Useful Simple Things

Rick Ellrod  
What are the best inventions of the 20th century? Sometimes it’s the small everyday innovations that do the most to make our lives easier, and our worldbuilding plausible, whether we’re dealing with technology or with magic.

Inventing the Everyday

What are the best inventions of the 20th century?  I’m sometimes inclined to nominate the Ziploc bag.  (The generic name, apparently, is “zipper storage bag.”)  An inexpensive airtight, watertight, reusable bag—it has a thousand uses.

Picture of Ziploc bag
From: Wikipedia, By User:Mattes - Own work,
Public Domain, https://commons.wikimedia.org/
w/index.php?curid=303193

Runner-ups (at least for geeky types who dote on office supplies) include the Post-It note, which allows removable annotation of papers and other objects.  I use them for bookmarks in magazines, with the added bonus that you can write on them to list pages for later reference.  And then there’s Velcro (all right, “hook and loop fasteners”), popularized in the space program, and beloved of small children who haven’t learned to tie their shoes.

Computers?  Atomic energy?  Spaceflight?  Sure.  But while no one has yet (alas) offered to put me on a spaceship, I use Ziploc bags every day.  Sometimes it’s the small everyday innovations that do the most to make our lives easier.

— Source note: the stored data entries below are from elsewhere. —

// Copyright (c) 2025 Varshith Gudur. Licensed under AGPLv3.
//! Hop selection for multi-hop travel.
//!
//! A hop with LCA height at most `c` cannot leave the aligned block of size
//! `2^c` holding the current value, so each axis moves to the point of that
//! block closest to its destination. An axis already sitting on the block edge
//! facing its destination is pinned: only a unit step over the edge, at height
//! exactly `c + 1`, can move it.

use crate::axis::compute_lca_height;
use crate::config::AXIS_BITS;
use crate::movement::{estimate_cost, HopCost};
use crate::types::{Axis, Coordinate, Scalar};
use num_bigint::BigUint;
use num_traits::One;
use serde::{Deserialize, Serialize};
use std::fmt;

#[derive(Debug, Clone, Copy, PartialEq, Eq, Default, Serialize, Deserialize)]
#[serde(rename_all = "snake_case")]
pub enum StepPolicy {
    /// Never exceed the ceiling; a pinned axis stops travel.
    Strict,
    /// A pinned axis may take one unit step at `ceiling + 1`.
    #[default]
    BoundaryBump,
}

/// The next hop toward a destination.
#[derive(Debug, Clone, PartialEq, Eq)]
pub struct Step {
    pub target: Coordinate,
    pub cost: HopCost,
    /// Axes that needed a boundary crossing for this hop.
    pub bumped: Vec<Axis>,
}

impl Step {
    /// Height limit the hop must be built with.
    pub fn limit(&self, ceiling: u32) -> u32 {
        if self.bumped.is_empty() {
            ceiling
        } else {
            ceiling + 1
        }
    }
}

/// An axis that cannot move without a larger ceiling.
#[derive(Debug, Clone, Copy, PartialEq, Eq)]
pub struct Pinned {
    pub axis: Axis,
    /// Smallest LCA height that would let the axis move.
    pub needed: u32,
}

impl fmt::Display for Pinned {
    fn fmt(&self, f: &mut fmt::Formatter<'_>) -> fmt::Result {
        write!(f, "axis {} is pinned; moving it needs max LCA height {}", self.axis, self.needed)
    }
}

/// Closest value to `target` reachable from `current` within height `ceiling`.
/// `None` when that value is `current` itself but `target` is elsewhere.
pub fn step_axis(current: &Scalar, target: &Scalar, ceiling: u32) -> Option<Scalar> {
    if current == target {
        return Some(current.clone());
    }
    let base = current.align_down(ceiling.min(AXIS_BITS));
    let span = (BigUint::one() << ceiling.min(AXIS_BITS) as usize) - 1u32;
    let end = base.checked_add(&span).unwrap_or_else(Scalar::max_value);

    let next = if target < &base {
        base
    } else if target > &end {
        end
    } else {
        target.clone()
    };
    (next != *current).then_some(next)
}

/// Chooses the next hop from `current` toward `destination`.
///
/// Returns `Ok(None)` once there. When the direct hop fits under `ceiling`
/// it is taken whole.
pub fn next_step(
    current: &Coordinate,
    destination: &Coordinate,
    ceiling: u32,
    policy: StepPolicy,
) -> Result<Option<Step>, Pinned> {
    if current == destination {
        return Ok(None);
    }
    let direct = estimate_cost(current, destination);
    if direct.within(ceiling) {
        return Ok(Some(Step { target: destination.clone(), cost: direct, bumped: Vec::new() }));
    }

    let mut bumped = Vec::new();
    let mut next = [Scalar::zero(), Scalar::zero(), Scalar::zero()];
    for (slot, axis) in next.iter_mut().zip(Axis::ALL) {
        let from = current.axis(axis);
        let to = destination.axis(axis);
        *slot = match step_axis(from, to, ceiling) {
            Some(v) => v,
            None => {
                let crossing = cross_boundary(axis, from, to, ceiling, policy)?;
                bumped.push(axis);
                crossing
            }
        };
    }

    let [x, y, z] = next;
    let target = Coordinate::new(x, y, z);
    let cost = estimate_cost(current, &target);
    Ok(Some(Step { target, cost, bumped }))
}

fn cross_boundary(
    axis: Axis,
    from: &Scalar,
    to: &Scalar,
    ceiling: u32,
    policy: StepPolicy,
) -> Result<Scalar, Pinned> {
    let one = BigUint::one();
    let stepped = if to > from { from.checked_add(&one) } else { from.checked_sub(&one) };
    // step_axis only pins when the destination lies past the block edge,
    // so a unit step toward it stays in the domain.
    let Some(next) = stepped else {
        return Err(Pinned { axis, needed: ceiling + 1 });
    };
    let needed = compute_lca_height(from, &next);
    if policy == StepPolicy::BoundaryBump && needed == ceiling + 1 {
        Ok(next)
    } else {
        Err(Pinned { axis, needed })
    }
}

When we’re developing the setting for a science fiction or fantasy story, we may focus on big showy stuff, like the Ringworld or light-sabers.  But whether we’re dealing with technology or with magic, we also need to think through how the principles embodied in those big inventions may affect more mundane activities.

Making Bathrooms Unnecessary

Inda, book coverIn Sherwood Smith’s world of Sartorias-deles, magic has been known for thousands of years, and is used in some form by practically everybody.  For example, as soon as possible, at about four years of age, a child is taught the Waste Spell.  As the entry in the glossary explains:  “these few syllables, whispered when a human being lets go of waste, gets rid of it.  Waste includes vomit, and with a syllable attached, menses.”  Babies have to have diapers changed, as usual.  But once the child learns the Waste Spell, it’s no longer an issue.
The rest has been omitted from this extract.